/// REST endpoint коллекции
pub const ENDPOINT: &str = "/api/purchase-orders";
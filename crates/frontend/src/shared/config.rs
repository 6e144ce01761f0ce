use once_cell::sync::Lazy;
use serde::Deserialize;

#[derive(Debug, Deserialize, Clone, PartialEq)]
pub struct AppConfig {
    pub api: ApiConfig,
    pub lists: ListDefaults,
}

#[derive(Debug, Deserialize, Clone, PartialEq)]
pub struct ApiConfig {
    /// Порт backend на том же хосте, что и frontend
    pub port: u16,
    /// Полный адрес API; если задан, `port` не используется
    #[serde(default)]
    pub base_url: Option<String>,
}

#[derive(Debug, Deserialize, Clone, PartialEq)]
pub struct ListDefaults {
    pub page_size: usize,
    pub page_size_options: Vec<usize>,
}

/// Default configuration embedded in the binary
const DEFAULT_CONFIG: &str = r#"
[api]
port = 3000

[lists]
page_size = 10
page_size_options = [10, 25, 50, 100]
"#;

/// Ключ localStorage с TOML, переопределяющим встроенную конфигурацию
const CONFIG_OVERRIDE_KEY: &str = "itam_config";

pub fn parse_config(contents: &str) -> anyhow::Result<AppConfig> {
    let config: AppConfig = toml::from_str(contents)?;
    if config.lists.page_size == 0 {
        anyhow::bail!("lists.page_size must be positive");
    }
    Ok(config)
}

/// Load configuration
///
/// Search order:
/// 1. `localStorage["itam_config"]` (для стендов и отладки)
/// 2. Falls back to embedded default config
pub fn load_config() -> anyhow::Result<AppConfig> {
    let override_toml = web_sys::window()
        .and_then(|w| w.local_storage().ok().flatten())
        .and_then(|s| s.get_item(CONFIG_OVERRIDE_KEY).ok().flatten());

    if let Some(contents) = override_toml {
        match parse_config(&contents) {
            Ok(config) => {
                log::info!("Loading config from localStorage");
                return Ok(config);
            }
            Err(e) => log::warn!("invalid config override ignored: {}", e),
        }
    }

    parse_config(DEFAULT_CONFIG)
}

static APP_CONFIG: Lazy<AppConfig> = Lazy::new(|| {
    load_config().unwrap_or_else(|e| {
        log::error!("config load failed, using built-in values: {}", e);
        AppConfig {
            api: ApiConfig {
                port: 3000,
                base_url: None,
            },
            lists: ListDefaults {
                page_size: 10,
                page_size_options: vec![10, 25, 50, 100],
            },
        }
    })
});

pub fn app_config() -> &'static AppConfig {
    &APP_CONFIG
}

#[cfg(test)]
mod tests {
    use super::*;

    #[test]
    fn test_default_config_loads() {
        let config = parse_config(DEFAULT_CONFIG).unwrap();
        assert_eq!(config.api.port, 3000);
        assert_eq!(config.api.base_url, None);
        assert_eq!(config.lists.page_size, 10);
        assert_eq!(config.lists.page_size_options, vec![10, 25, 50, 100]);
    }

    #[test]
    fn test_base_url_and_zero_page_size() {
        let config = parse_config(
            r#"
            [api]
            port = 8080
            base_url = "https://itam.example.com"

            [lists]
            page_size = 25
            page_size_options = [25, 50]
            "#,
        )
        .unwrap();
        assert_eq!(config.api.base_url.as_deref(), Some("https://itam.example.com"));

        let zero = parse_config(
            "[api]\nport = 3000\n[lists]\npage_size = 0\npage_size_options = []\n",
        );
        assert!(zero.is_err());
    }
}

======

* Work order
Search the data above for the word "struct" and show every line that has it.

* Response to the exercise
pub struct AppConfig {
pub struct ApiConfig {
pub struct ListDefaults {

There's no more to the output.